映画 ~ ドント・ブリーズ ~




ドント・ブリーズ
原題: Don't Breathe
配給: スクリーン・ジェムズ( ソニー・ピクチャーズ)
監督: フェデ・アルバレス
脚本:フェデ・アルバレス、ロド・サヤゲス
出演:ジェーン・レヴィ、ディラン・ミネット、スティーヴン・ラング
公開日: 2016/08(日本 2016/12)
ジャンル:ホラー、サスペンス





「ドント・ブリーズ」は盲目の老人宅へ強盗を試みる三人の青年たち、その老人が元軍人であったために、逆に自分たちが命の危機にさらされることになるホラーサスペンス、スリラー映画です。

「死霊のはらわた」で有名なサム・ライミさんが製作総指揮に名を連ねています。



あらすじ


三人の青年、アレックス、マネー、ロッキーはゴーストタウン化した都市デトロイトで窃盗を重ねています。

アレックスは父親が警備会社に勤めており、それを悪用して防犯セキュリティの隙をつき、友人であるマネーと、想いを寄せるロッキーのために空き巣を繰り返しています。

マネーは盗品の換金や、ターゲットとなる家屋の情報を集めており、無鉄砲でイケイケで仲間想いです(まあこの映画ではマネーが鉄砲を所持していたために大きな反撃を受けるのですが)。

ロッキーは育児放棄と思われる母親とその彼氏、妹と暮らしているようですが、まとまった金を用意して妹と一緒にカリフォルニアに行くことを夢見ています。

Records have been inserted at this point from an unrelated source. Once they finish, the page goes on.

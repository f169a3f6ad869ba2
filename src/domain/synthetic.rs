//! Seeded random-walk price series used when no real quotes are available.

use chrono::{Duration, NaiveDate};
use rand::rngs::StdRng;
use rand::{Rng, SeedableRng};

const FLOOR_PRICE: f64 = 10.0;
const STEP_SCALE: f64 = 5.0;
const STEP_BIAS: f64 = 0.48;

/// Generates `points` daily closes ending the day before `end`.
///
/// The start price is drawn from `[100, 200)`; each following close moves by
/// `(u - 0.48) * 5` for a uniform `u` and never drops below 10. The same
/// `seed` always produces the same series.
pub fn random_walk(points: usize, seed: u64, end: NaiveDate) -> (Vec<NaiveDate>, Vec<f64>) {
    let mut rng = StdRng::seed_from_u64(seed);
    let mut dates = Vec::with_capacity(points);
    let mut closes: Vec<f64> = Vec::with_capacity(points);

    for i in 0..points {
        dates.push(end - Duration::days((points - i) as i64));
        let close = match closes.last() {
            None => 100.0 + rng.gen_range(0.0..1.0) * 100.0,
            Some(prev) => {
                let change = (rng.gen_range(0.0..1.0) - STEP_BIAS) * STEP_SCALE;
                (prev + change).max(FLOOR_PRICE)
            }
        };
        closes.push(close);
    }

    (dates, closes)
}

/// A fresh seed for callers that do not supply one.
pub fn random_seed() -> u64 {
    rand::thread_rng().r#gen()
}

これまでは比較的安全な方法で空き巣を繰り返していた三人ですが、元軍人で盲目の老人が大金を隠し持っているとの情報をマネーが入手し、妹とすぐにでもデトロイトを離れたいロッキーも次のターゲットをその老人宅にすることに強く賛同します。

アレックスは盲目の老人から大金を強奪することに良心を痛めて乗り気ではありませんでしたが、ロッキーのために今回を最後とする条件で協力することにします。

老人は荒廃した街中にある一軒屋に番犬と暮らしているようであり、周囲には人の気配はなく、下見した三人はその深夜に強盗を決行することになります。

番犬であるロットワイラーを睡眠薬入りのエサで眠らせ、いざ侵入しようとする三人ですが、出入口や窓が異常なほど堅牢であることに気づきます。

小柄なロッキーが何とか窓から侵入し、アレックスの力でセキュリティシステムを解除し、二階の寝室にいた老人をマネーが睡眠ガスを利用して眠らせます。

後は家の中にある大金を盗むだけのはずでした。

しかし、大金が隠されている雰囲気の部屋のドアを破壊しようとしている最中に突然、眠っているはずの老人が暗闇のなか三人の前に現れます__



感想


幽霊や怪奇現象を利用せずに、単なる一軒の民家での盗人対住人の話でここまでスリルを演出できるシンプルな設定にすごさを感じます。

しかも狩られる対象は盗人に侵入された住人のほうではなくて盗人のほうです。

老人は退役軍人で命を奪うことに躊躇しないため、本来であれば出会った瞬間ゲームオーバーでもおかしくないのですが、ここに盲目という設定が加わることで、タイトルの意味である「呼吸を止めろ」という危機一髪の緊張感を味わえます。

前半からハラハラさせられました。

上記のとおり、ホラー映画というよりはスリラー映画といったほうが適切でしょう。


主人公たちは働くことをせずに楽して儲けようとしているため、感情移入しにくいと思うのですが、それでも主人公たちに迫る恐怖は観てる側にも充分伝わってきます。

逆に、主人公たちの背景についてはもっと感情移入できる設定のほうがスリルを味わえた気がします。

しかし、主人公たちが悪役だからこそ、老人の痛烈な撃退が目を引くのかもしれません。


あとは動物を無駄に虐待していない部分が好きだったりします。

盲目の老人の相棒としてロットワイラーが番犬として登場します。このワンちゃんは冒頭で睡眠薬入りの餌を主人公たちに餌付けされ、物語の途中から復活して主人公たちに襲い掛かるという雄姿を見ることができるのですが、この映画では犬に対する暴力的な描写がなかったと思います。

主人公たちは悪役だったり命懸けで逃げる必要があったりするため、毒入りの餌であったり、道具を利用して殴打したりしてワンちゃんが無残な姿になる場面もあるかなと思っていたのですが、そういった場面はありませんでした。

ストーリー上はおかしいのかもしれませんが、個人的にはこっちのほうが好きです。

私は怨霊や怪奇現象といった類よりも人の恐ろしさに焦点をあてた作品のほうが好きだと改めて思いました。